→ **Problem details**
Search the data below for the string "rows". Extract every line that contains it.

→ **Data to use**
-=-=-=-=-

//! CSV download handlers: batch results, batch input, project results.

use axum::extract::{Path, Query, State};
use axum::http::header::{CONTENT_DISPOSITION, CONTENT_TYPE};
use axum::response::{IntoResponse, Response};
use piecework_core::error::CoreError;
use piecework_core::export::{input_csv, results_csv, results_filename, LineTerminator};
use piecework_core::types::DbId;
use piecework_db::queries;
use piecework_db::repositories::{BatchRepo, ProjectRepo};
use serde::Deserialize;

use crate::error::{AppError, AppResult};
use crate::middleware::auth::AuthUser;
use crate::state::AppState;

#[derive(Debug, Default, Deserialize)]
pub struct ExportParams {
    /// `windows` (CRLF, default) or `unix` (LF).
    #[serde(default)]
    pub line_ending: LineTerminator,
}

fn csv_download(filename: &str, bytes: Vec<u8>) -> Response {
    (
        [
            (CONTENT_TYPE, "text/csv; charset=utf-8".to_string()),
            (
                CONTENT_DISPOSITION,
                format!("attachment; filename=\"{filename}\""),
            ),
        ],
        bytes,
    )
        .into_response()
}

/// GET /api/v1/batches/{id}/results?line_ending=unix|windows
pub async fn batch_results(
    State(state): State<AppState>,
    _user: AuthUser,
    Path(id): Path<DbId>,
    Query(params): Query<ExportParams>,
) -> AppResult<Response> {
    let batch = BatchRepo::find_by_id(&state.pool, id)
        .await?
        .ok_or(AppError::Core(CoreError::NotFound {
            entity: "Batch",
            id,
        }))?;

    let rows = queries::result_rows_for_batch(&state.pool, id).await?;
    let bytes = results_csv(&rows, params.line_ending)?;
    let filename = results_filename(batch.project_id, batch.id, &batch.filename);
    Ok(csv_download(&filename, bytes))
}

/// GET /api/v1/batches/{id}/input
///
/// The uploaded rows back out as CSV, one row per task regardless of
/// completion.
pub async fn batch_input(
    State(state): State<AppState>,
    _user: AuthUser,
    Path(id): Path<DbId>,
    Query(params): Query<ExportParams>,
) -> AppResult<Response> {
    let batch = BatchRepo::find_by_id(&state.pool, id)
        .await?
        .ok_or(AppError::Core(CoreError::NotFound {
            entity: "Batch",
            id,
        }))?;

    let tasks = queries::task_input_maps(&state.pool, id).await?;
    let bytes = input_csv(&tasks, params.line_ending)?;
    Ok(csv_download(&batch.filename, bytes))
}

/// GET /api/v1/projects/{id}/results
pub async fn project_results(
    State(state): State<AppState>,
    _user: AuthUser,
    Path(id): Path<DbId>,
    Query(params): Query<ExportParams>,
) -> AppResult<Response> {
    let project = ProjectRepo::find_by_id(&state.pool, id)
        .await?
        .ok_or(AppError::Core(CoreError::NotFound {
            entity: "Project",
            id,
        }))?;

    let rows = queries::result_rows_for_project(&state.pool, id).await?;
    let bytes = results_csv(&rows, params.line_ending)?;
    let filename = format!("Project-{}_results.csv", project.id);
    Ok(csv_download(&filename, bytes))
}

-=-=-=-=-

→ **Reply to the exercise**
    let rows = queries::result_rows_for_batch(&state.pool, id).await?;
    let bytes = results_csv(&rows, params.line_ending)?;
/// The uploaded rows back out as CSV, one row per task regardless of
    let rows = queries::result_rows_for_project(&state.pool, id).await?;
    let bytes = results_csv(&rows, params.line_ending)?;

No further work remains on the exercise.